Now the five-mural collection created by Belt and his young students at Stanton Community Center has a home across the street from the Arundel Center. House Speaker Michael Busch and Sen. John Astle helped negotiate an invitation from the state-owned Attman Glazer Building.

Comport created the five digital montages by punctuating Belt’s images with artwork by 20 of his students.

Four of the five rectangular murals bear stars, stripes, crossland arms or parallelograms from the American and Maryland flags; all are overlayed with portraits and faces drawn by local children. The smallest features a handprint half black and half white. The largest is Belt’s illustration of a man breaking a chain beside the Annapolis skyline; the man’s expression conveys relief, freedom after tribulation.

“Chains of bondage have to be broken so that people can have a happier, productive life,” says Belt, who grew up in the Clay Street community before moving away to find his fortune. He returned to his childhood neighborhood to help others.
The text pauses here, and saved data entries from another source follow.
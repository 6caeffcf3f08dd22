//! Typed display sections extracted from the agent's loosely-structured reply.

use serde::{Deserialize, Serialize};
use serde_json::Value;

use crate::task::Task;

/// Title used when the reply only carries the generic `response` field.
pub const FALLBACK_TITLE: &str = "AI Response";

const FALLBACK_FIELD: &str = "response";

#[derive(Debug, Clone, Copy, PartialEq, Eq, Hash, Serialize, Deserialize)]
#[serde(rename_all = "lowercase")]
pub enum SectionKind {
    Explanation,
    Issues,
    Fix,
    Summary,
}

impl SectionKind {
    /// Extraction and display order.
    pub const ORDERED: [SectionKind; 4] = [
        SectionKind::Explanation,
        SectionKind::Issues,
        SectionKind::Fix,
        SectionKind::Summary,
    ];

    /// JSON field carrying this section in the reply.
    pub fn field(&self) -> &'static str {
        match self {
            SectionKind::Explanation => "explanation",
            SectionKind::Issues => "issues",
            SectionKind::Fix => "fix",
            SectionKind::Summary => "summary",
        }
    }

    pub fn default_title(&self) -> &'static str {
        match self {
            SectionKind::Explanation => "Explanation",
            SectionKind::Issues => "Issues Found",
            SectionKind::Fix => "Suggested Fix",
            SectionKind::Summary => "Summary",
        }
    }
}

#[derive(Debug, Clone, PartialEq, Eq, Serialize, Deserialize)]
pub struct ResponseSection {
    pub kind: SectionKind,
    pub title: String,
    pub content: String,
}

impl ResponseSection {
    fn new(kind: SectionKind, title: &str, content: String) -> Self {
        Self {
            kind,
            title: title.to_string(),
            content,
        }
    }

    /// Heading shown for this section under `task`.
    pub fn heading(&self, task: Task) -> &str {
        task_heading(task, self.kind).unwrap_or(self.title.as_str())
    }
}

/// Task-specific override of a section's generic title.
pub fn task_heading(task: Task, kind: SectionKind) -> Option<&'static str> {
    use SectionKind::*;

    match (task, kind) {
        (Task::Explain, Explanation) => Some("Code Explanation"),
        (Task::Explain, Summary) => Some("Key Insights"),

        (Task::Debug, Issues) => Some("Issues Found"),
        (Task::Debug, Fix) => Some("Suggested Fix"),
        (Task::Debug, Explanation) => Some("Error Analysis"),

        (Task::Review, Explanation) => Some("Code Review Summary"),
        (Task::Review, Issues) => Some("Improvement Areas"),
        (Task::Review, Fix) => Some("Recommendations"),

        (Task::Summarize, Summary) => Some("High-Level Overview"),
        (Task::Summarize, Explanation) => Some("Logic Breakdown"),

        _ => None,
    }
}

/// Map a reply body into sections in fixed order.
///
/// Falls back to a single explanation section built from `response` when none
/// of the structured fields are present. An empty list is a valid result.
pub fn extract_sections(body: &Value) -> Vec<ResponseSection> {
    let mut sections: Vec<ResponseSection> = SectionKind::ORDERED
        .iter()
        .filter_map(|kind| {
            field_text(body, kind.field())
                .map(|content| ResponseSection::new(*kind, kind.default_title(), content))
        })
        .collect();

    if sections.is_empty() {
        if let Some(content) = field_text(body, FALLBACK_FIELD) {
            sections.push(ResponseSection::new(
                SectionKind::Explanation,
                FALLBACK_TITLE,
                content,
            ));
        }
    }

    sections
}

fn field_text(body: &Value, field: &str) -> Option<String> {
    body.get(field).and_then(value_text)
}

// Non-empty strings, arrays joined by line, non-empty objects as JSON.
fn value_text(value: &Value) -> Option<String> {
    match value {
        Value::String(s) if !s.is_empty() => Some(s.clone()),
        Value::Array(items) => {
            let lines: Vec<String> = items
                .iter()
                .filter_map(|item| match item {
                    Value::String(s) if !s.is_empty() => Some(s.clone()),
                    Value::String(_) | Value::Null => None,
                    other => Some(other.to_string()),
                })
                .collect();
            if lines.is_empty() {
                None
            } else {
                Some(lines.join("\n"))
            }
        }
        Value::Object(map) if !map.is_empty() => serde_json::to_string_pretty(value).ok(),
        _ => None,
    }
}

#[cfg(test)]
mod tests {
    use super::*;
    use serde_json::json;

    fn kinds(sections: &[ResponseSection]) -> Vec<SectionKind> {
        sections.iter().map(|s| s.kind).collect()
    }

    #[test]
    fn test_fixed_order_regardless_of_field_order() {
        let body = json!({
            "summary": "short",
            "fix": "add a guard",
            "explanation": "divides by zero",
        });

        let sections = extract_sections(&body);
        assert_eq!(
            kinds(&sections),
            vec![SectionKind::Explanation, SectionKind::Fix, SectionKind::Summary]
        );
        assert_eq!(sections[1].title, "Suggested Fix");
        assert_eq!(sections[1].content, "add a guard");
    }

    #[test]
    fn test_fallback_response_becomes_single_explanation() {
        let body = json!({ "response": "free text answer" });

        let sections = extract_sections(&body);
        assert_eq!(sections.len(), 1);
        assert_eq!(sections[0].kind, SectionKind::Explanation);
        assert_eq!(sections[0].title, FALLBACK_TITLE);
        assert_eq!(sections[0].content, "free text answer");
    }

    #[test]
    fn test_fallback_ignored_when_structured_fields_exist() {
        let body = json!({ "issues": "one bug", "response": "ignored" });

        let sections = extract_sections(&body);
        assert_eq!(kinds(&sections), vec![SectionKind::Issues]);
    }

    #[test]
    fn test_no_recognized_fields_yields_empty() {
        assert!(extract_sections(&json!({ "status": "ok" })).is_empty());
        assert!(extract_sections(&json!({})).is_empty());
        assert!(extract_sections(&json!("just a string")).is_empty());
    }

    #[test]
    fn test_empty_and_non_text_values_count_as_absent() {
        let body = json!({
            "explanation": "",
            "issues": null,
            "fix": false,
            "summary": 3,
        });

        assert!(extract_sections(&body).is_empty());
    }

    #[test]
    fn test_array_fields_are_joined_by_line() {
        let body = json!({ "issues": ["unused variable", "", "missing return"] });

        let sections = extract_sections(&body);
        assert_eq!(sections[0].content, "unused variable\nmissing return");
    }

    #[test]
    fn test_debug_headings() {
        let body = json!({ "issues": "x is undefined", "fix": "define x" });
        let sections = extract_sections(&body);

        let headings: Vec<&str> = sections.iter().map(|s| s.heading(Task::Debug)).collect();
        assert_eq!(headings, vec!["Issues Found", "Suggested Fix"]);
    }

    #[test]
    fn test_heading_falls_back_to_section_title() {
        let section = ResponseSection::new(SectionKind::Fix, "Suggested Fix", "patch".into());
        assert_eq!(section.heading(Task::Explain), "Suggested Fix");
        assert_eq!(section.heading(Task::Review), "Recommendations");

        let fallback = extract_sections(&json!({ "response": "hi" }));
        assert_eq!(fallback[0].heading(Task::Debug), "Error Analysis");
    }

    #[test]
    fn test_every_task_overrides_explanation() {
        for task in Task::all() {
            assert!(task_heading(task, SectionKind::Explanation).is_some(), "{task}");
        }
    }
}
Young artists ages five through 14 drew mostly portraits and faces, as well as images important to them; some included text messages such as express your love your child feels invisible.

Located at the intersection of Clay and Calvert streets, the public artwork is adjacent to the Clay Street community and visible from the community’s school bus stop and to traffic traveling north on Calvert Street from West Street.

“Kids can look up on the wall and say, I did that. I am somebody,” Belt says.

Applaud the long journey of this fifth ArtWalk installation at the opening ceremony on Fri., Feb. 29, 3pm at the Stanton Center, 92 West Washington St., Annapolis. After remarks, everyone proceeds to the Attman Glazer building: 410-268-2701.